「鞘」とは?
「鞘(さや)」とは、一般的には、刀剣類(槍やなぎなた、脇差なども含む)の、刃の部分を納めて保護しておくための筒状のものを言います。
刃先を腐食から守り、切れ味を保つために保護するだけでなく、それを使ったり携帯したりする人たちの安全を守る役割も持っています。刀室(とうしつ)も、同じ意味の言葉です。
材質には、木製や革製、金属製などがあります。全体が金属製のこともあれば、木製や革製の鞘の一部に、装飾や補強のために金属が使われていることもあります。その他、獣の角や、合成樹脂などが使われる場合もあります。
いろいろな意味で使われる「鞘」
「鞘」は、次のような意味も持っています。
- 筆の穂先や、鉛筆にかぶせて先端を保護するためのキャップ。
- 相場での値段の差や、売値と買値との差。
2の意味では、「売買の仲介をして、そのときに生じた売値と買値との差を利益として取ること」として「鞘を取る」「鞘をかせぐ」「鞘を抜く」などと表現されます。
「鞘」の英語表現
「鞘」の英語表現は以下のとおりです。
- 刀の鞘:sheath、scabbard
- 鉛筆などの鞘:cap
- 売値と買値との差:margin
「鞘」に関連した言葉
元の鞘に収まる
「元の鞘に収まる」は本来のあるべき状態に戻ることを表した慣用句で、とくに仲違いした男女が以前のように仲の良い状態に戻ることを表します。
「収まる」は、「納まる」とも書かれることがあり、また略して「元鞘」、「もとさや」、「元サヤ」と表記されることもあります。
鞘当て
「鞘当て(さやあて)」には以下の意味があります。
- 武士が道ですれ違うときに、刀の鞘がぶつかってしまったところから争いになること。転じて、ささいなことから争いごとが起こること。
- 一人の女性のために、恋敵である二人の男性が争いを起こすこと。「恋の鞘当て」のように使う。
反りが合わない
「反り(そり)が合わない」という言葉も、刀の鞘に関連した言葉です。刀の湾曲の度合い(反り)が、鞘の湾曲の度合いとそろっていないと、刀が鞘にうまく収まりません。
ここから、人間関係で、考え方や性格が違うため、うまくやっていけないようすを表すようになりました。逆に、気が合うことは「反りが合う」と言います。
日本刀の「拵え」と「白鞘」
拵え
時代劇などで、色のついた鞘に入った刀を腰に差している武士を見ることがあるかと思います。

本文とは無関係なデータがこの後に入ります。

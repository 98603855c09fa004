use std::fmt;

use serde::Serialize;

/// Lifecycle of an analysis batch.
///
/// ```text
/// Idle → Running → Cancelling → Cancelled
///              ├→ Completed
///              └→ Failed
/// ```
///
/// Any terminal state may start a new batch.
#[derive(Debug, Clone, Copy, PartialEq, Eq, Hash, Serialize)]
#[serde(rename_all = "snake_case")]
pub enum BatchState {
    Idle,
    Running,
    Cancelling,
    Cancelled,
    Completed,
    Failed,
}

impl BatchState {
    pub fn is_terminal(&self) -> bool {
        matches!(
            self,
            BatchState::Cancelled | BatchState::Completed | BatchState::Failed
        )
    }

    /// Whether `self → next` is a legal transition.
    pub fn can_transition_to(&self, next: BatchState) -> bool {
        use BatchState::*;
        match (self, next) {
            (Idle, Running) => true,
            (Running, Cancelling | Completed | Failed) => true,
            (Cancelling, Cancelled) => true,
            (s, Running) if s.is_terminal() => true,
            _ => false,
        }
    }

    pub fn as_str(&self) -> &'static str {
        match self {
            BatchState::Idle => "idle",
            BatchState::Running => "running",
            BatchState::Cancelling => "cancelling",
            BatchState::Cancelled => "cancelled",
            BatchState::Completed => "completed",
            BatchState::Failed => "failed",
        }
    }
}

impl fmt::Display for BatchState {
    fn fmt(&self, f: &mut fmt::Formatter<'_>) -> fmt::Result {
        f.write_str(self.as_str())
    }
}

このような鞘は、鍔(つば)、柄(つか)と合わせて「拵え(こしらえ)」と呼ばれるもので、戦闘の際や外出の際に使われていました。漆などが塗られていて、頑丈さと、刀身とのバランスがとれる重さの両方が考えられています。
実用として役に立つともに、美しく装飾され、芸術性も高められています。鞘を作る鞘師、鞘に漆を塗る塗師など、多くの専門的な職人がかかわって、複雑な細工や技巧が施されています。
一方で、拵えは日本刀を長い間保管するのには向きません。日本刀を保管するときには、丁字(ちょうじ)という植物から作られた丁字油を塗り、錆を防がなければならないのですが、拵えに油を塗った日本刀を入れてしまうと、鞘が油を吸って漆が剥げてしまうからです。
白鞘
「拵え」に対して、保管のために使われるのが「白鞘(しらさや)」です。白鞘は「休め鞘(やすめさや)」とも呼ばれ、朴の木(ほおのき)を原料に刀の形に合わせて作られます。白木のままで、表面に漆などは塗られていません。
白鞘の中は湿度や温度が安定しているため、日本刀の保存に向いています。また、お米を練って作ったのりで接着されて作られているので、簡単に分解することができ、中の手入れなども容易です。
任侠映画やアニメなどで、白鞘の日本刀で戦闘する場面を見ることがあるかもしれませんが、本来の目的からは外れた使い方です。